┌─ PROVIDED RECORDS
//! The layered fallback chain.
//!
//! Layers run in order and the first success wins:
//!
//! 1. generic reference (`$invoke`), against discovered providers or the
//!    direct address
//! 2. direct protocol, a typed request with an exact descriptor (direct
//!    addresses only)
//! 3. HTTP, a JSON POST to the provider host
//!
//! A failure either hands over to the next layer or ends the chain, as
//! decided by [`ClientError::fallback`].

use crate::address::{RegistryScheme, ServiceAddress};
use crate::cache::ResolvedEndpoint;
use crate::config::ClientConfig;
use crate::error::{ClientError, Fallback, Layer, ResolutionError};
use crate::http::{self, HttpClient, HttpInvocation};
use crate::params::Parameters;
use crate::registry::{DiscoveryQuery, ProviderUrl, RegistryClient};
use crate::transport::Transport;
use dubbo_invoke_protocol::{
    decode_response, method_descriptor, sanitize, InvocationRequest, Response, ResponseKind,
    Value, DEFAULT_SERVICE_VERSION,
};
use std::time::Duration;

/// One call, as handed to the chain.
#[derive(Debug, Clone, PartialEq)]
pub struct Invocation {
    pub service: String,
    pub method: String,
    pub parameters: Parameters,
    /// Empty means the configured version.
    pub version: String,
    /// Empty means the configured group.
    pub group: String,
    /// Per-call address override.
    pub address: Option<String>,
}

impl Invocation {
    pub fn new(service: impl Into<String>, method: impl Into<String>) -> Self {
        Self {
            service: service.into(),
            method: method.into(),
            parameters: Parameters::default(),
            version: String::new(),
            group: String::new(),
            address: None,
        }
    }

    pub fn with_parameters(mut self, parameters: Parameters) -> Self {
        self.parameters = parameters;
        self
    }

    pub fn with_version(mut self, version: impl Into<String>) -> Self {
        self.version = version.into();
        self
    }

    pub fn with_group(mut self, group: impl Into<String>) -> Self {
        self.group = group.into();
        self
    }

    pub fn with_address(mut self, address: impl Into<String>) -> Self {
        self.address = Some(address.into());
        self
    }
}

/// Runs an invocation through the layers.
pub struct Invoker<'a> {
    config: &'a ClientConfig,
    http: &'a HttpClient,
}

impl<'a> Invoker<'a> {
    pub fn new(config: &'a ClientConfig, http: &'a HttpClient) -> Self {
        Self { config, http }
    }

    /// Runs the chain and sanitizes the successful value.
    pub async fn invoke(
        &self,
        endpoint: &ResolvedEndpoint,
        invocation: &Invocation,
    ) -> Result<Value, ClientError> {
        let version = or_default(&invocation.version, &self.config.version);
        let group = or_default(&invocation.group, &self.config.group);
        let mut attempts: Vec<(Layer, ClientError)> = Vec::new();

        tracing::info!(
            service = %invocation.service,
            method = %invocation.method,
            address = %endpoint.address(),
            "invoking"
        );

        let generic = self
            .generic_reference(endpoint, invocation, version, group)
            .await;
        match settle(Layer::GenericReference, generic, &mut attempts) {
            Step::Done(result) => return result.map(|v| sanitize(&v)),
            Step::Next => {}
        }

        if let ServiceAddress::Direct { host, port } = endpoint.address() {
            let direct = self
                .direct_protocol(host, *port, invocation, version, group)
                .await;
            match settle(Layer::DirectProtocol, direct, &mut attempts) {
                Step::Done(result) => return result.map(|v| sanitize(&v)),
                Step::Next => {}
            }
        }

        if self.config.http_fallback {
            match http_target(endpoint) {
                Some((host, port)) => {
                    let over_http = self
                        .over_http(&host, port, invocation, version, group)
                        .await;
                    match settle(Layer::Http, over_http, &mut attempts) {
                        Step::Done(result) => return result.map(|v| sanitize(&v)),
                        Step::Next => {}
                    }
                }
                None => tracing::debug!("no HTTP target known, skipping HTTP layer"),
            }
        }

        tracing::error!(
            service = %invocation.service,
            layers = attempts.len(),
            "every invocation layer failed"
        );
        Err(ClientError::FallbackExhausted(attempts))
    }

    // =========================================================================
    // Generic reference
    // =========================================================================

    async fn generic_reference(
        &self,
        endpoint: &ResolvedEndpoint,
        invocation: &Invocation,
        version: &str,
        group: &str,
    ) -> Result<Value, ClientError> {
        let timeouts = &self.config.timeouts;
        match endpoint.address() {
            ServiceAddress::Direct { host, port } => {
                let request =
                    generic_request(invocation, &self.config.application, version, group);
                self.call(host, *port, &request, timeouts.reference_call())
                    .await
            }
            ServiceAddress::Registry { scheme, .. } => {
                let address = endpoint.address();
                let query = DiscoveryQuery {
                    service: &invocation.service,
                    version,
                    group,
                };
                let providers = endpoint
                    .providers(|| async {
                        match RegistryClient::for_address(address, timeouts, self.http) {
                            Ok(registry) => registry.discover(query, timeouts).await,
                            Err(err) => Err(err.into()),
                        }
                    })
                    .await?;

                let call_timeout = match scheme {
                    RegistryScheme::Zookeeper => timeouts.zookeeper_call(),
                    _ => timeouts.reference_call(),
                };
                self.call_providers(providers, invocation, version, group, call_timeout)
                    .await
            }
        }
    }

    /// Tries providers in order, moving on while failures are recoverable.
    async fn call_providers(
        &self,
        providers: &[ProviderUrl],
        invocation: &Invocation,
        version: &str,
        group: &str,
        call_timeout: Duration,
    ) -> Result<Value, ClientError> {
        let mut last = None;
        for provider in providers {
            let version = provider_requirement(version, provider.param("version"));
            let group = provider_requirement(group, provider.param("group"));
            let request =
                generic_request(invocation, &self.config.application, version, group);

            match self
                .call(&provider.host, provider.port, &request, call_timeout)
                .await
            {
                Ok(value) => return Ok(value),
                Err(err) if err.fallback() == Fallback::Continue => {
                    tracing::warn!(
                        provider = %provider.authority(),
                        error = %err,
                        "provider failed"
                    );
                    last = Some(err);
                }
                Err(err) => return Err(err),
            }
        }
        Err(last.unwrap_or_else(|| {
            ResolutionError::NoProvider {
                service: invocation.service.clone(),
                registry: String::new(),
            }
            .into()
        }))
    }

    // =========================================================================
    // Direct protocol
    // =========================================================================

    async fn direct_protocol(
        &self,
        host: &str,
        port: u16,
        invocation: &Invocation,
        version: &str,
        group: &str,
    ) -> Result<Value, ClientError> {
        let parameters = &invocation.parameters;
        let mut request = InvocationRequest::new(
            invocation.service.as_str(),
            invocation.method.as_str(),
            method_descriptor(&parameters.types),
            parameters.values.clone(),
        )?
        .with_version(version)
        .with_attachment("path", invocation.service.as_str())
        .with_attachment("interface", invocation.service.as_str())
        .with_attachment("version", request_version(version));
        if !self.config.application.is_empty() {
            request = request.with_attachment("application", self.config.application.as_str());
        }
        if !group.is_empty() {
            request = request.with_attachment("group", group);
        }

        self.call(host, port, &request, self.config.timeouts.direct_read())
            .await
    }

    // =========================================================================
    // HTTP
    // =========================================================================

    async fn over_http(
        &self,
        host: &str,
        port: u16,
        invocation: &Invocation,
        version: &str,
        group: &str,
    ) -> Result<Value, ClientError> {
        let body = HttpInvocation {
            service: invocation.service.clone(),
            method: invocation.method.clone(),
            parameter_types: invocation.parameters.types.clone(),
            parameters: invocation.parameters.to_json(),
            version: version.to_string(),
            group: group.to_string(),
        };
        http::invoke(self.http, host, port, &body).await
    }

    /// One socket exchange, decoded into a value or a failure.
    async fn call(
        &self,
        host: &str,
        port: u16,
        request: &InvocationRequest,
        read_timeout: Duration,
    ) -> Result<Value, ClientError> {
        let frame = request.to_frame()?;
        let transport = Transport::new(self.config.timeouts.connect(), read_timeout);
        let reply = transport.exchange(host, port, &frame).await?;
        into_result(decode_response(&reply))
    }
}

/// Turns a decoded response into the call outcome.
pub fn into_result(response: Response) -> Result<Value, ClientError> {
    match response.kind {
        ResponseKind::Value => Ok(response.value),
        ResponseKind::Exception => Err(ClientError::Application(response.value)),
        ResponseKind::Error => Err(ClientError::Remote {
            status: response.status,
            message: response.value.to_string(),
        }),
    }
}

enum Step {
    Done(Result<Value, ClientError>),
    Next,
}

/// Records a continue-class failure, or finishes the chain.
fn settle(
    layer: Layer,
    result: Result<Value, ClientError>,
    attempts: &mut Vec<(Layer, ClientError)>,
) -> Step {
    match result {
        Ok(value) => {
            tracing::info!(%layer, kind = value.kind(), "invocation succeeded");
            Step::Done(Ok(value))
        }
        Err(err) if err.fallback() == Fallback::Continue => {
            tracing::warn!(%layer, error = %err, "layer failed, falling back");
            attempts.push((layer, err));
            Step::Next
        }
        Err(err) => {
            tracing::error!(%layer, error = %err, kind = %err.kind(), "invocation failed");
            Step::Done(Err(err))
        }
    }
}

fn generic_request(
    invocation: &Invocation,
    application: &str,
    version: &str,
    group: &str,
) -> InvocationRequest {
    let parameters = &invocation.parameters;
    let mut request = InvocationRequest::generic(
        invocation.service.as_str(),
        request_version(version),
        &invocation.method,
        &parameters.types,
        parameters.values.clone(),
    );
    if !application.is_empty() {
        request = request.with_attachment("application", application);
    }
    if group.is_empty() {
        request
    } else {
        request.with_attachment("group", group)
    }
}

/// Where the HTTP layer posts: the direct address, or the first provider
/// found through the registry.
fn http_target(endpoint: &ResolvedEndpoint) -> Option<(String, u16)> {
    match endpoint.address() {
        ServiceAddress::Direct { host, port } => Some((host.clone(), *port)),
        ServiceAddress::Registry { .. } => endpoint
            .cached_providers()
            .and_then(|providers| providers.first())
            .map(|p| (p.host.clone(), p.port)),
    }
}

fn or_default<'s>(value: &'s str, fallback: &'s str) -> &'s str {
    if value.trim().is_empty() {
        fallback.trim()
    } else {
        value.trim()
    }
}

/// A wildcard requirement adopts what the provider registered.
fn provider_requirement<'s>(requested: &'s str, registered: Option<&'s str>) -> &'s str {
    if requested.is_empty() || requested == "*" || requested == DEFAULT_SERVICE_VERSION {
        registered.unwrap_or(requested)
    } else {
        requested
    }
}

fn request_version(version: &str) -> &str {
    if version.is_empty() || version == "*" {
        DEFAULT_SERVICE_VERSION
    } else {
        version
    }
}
└─
■ **YOUR GOAL**:
Across all the records, find the lines containing the word "timeouts" and reproduce each one.

■ **EXERCISE SOLUTION**:
        let timeouts = &self.config.timeouts;
                self.call(host, *port, &request, timeouts.reference_call())
                        match RegistryClient::for_address(address, timeouts, self.http) {
                            Ok(registry) => registry.discover(query, timeouts).await,
                    RegistryScheme::Zookeeper => timeouts.zookeeper_call(),
                    _ => timeouts.reference_call(),
        self.call(host, port, &request, self.config.timeouts.direct_read())
        let transport = Transport::new(self.config.timeouts.connect(), read_timeout);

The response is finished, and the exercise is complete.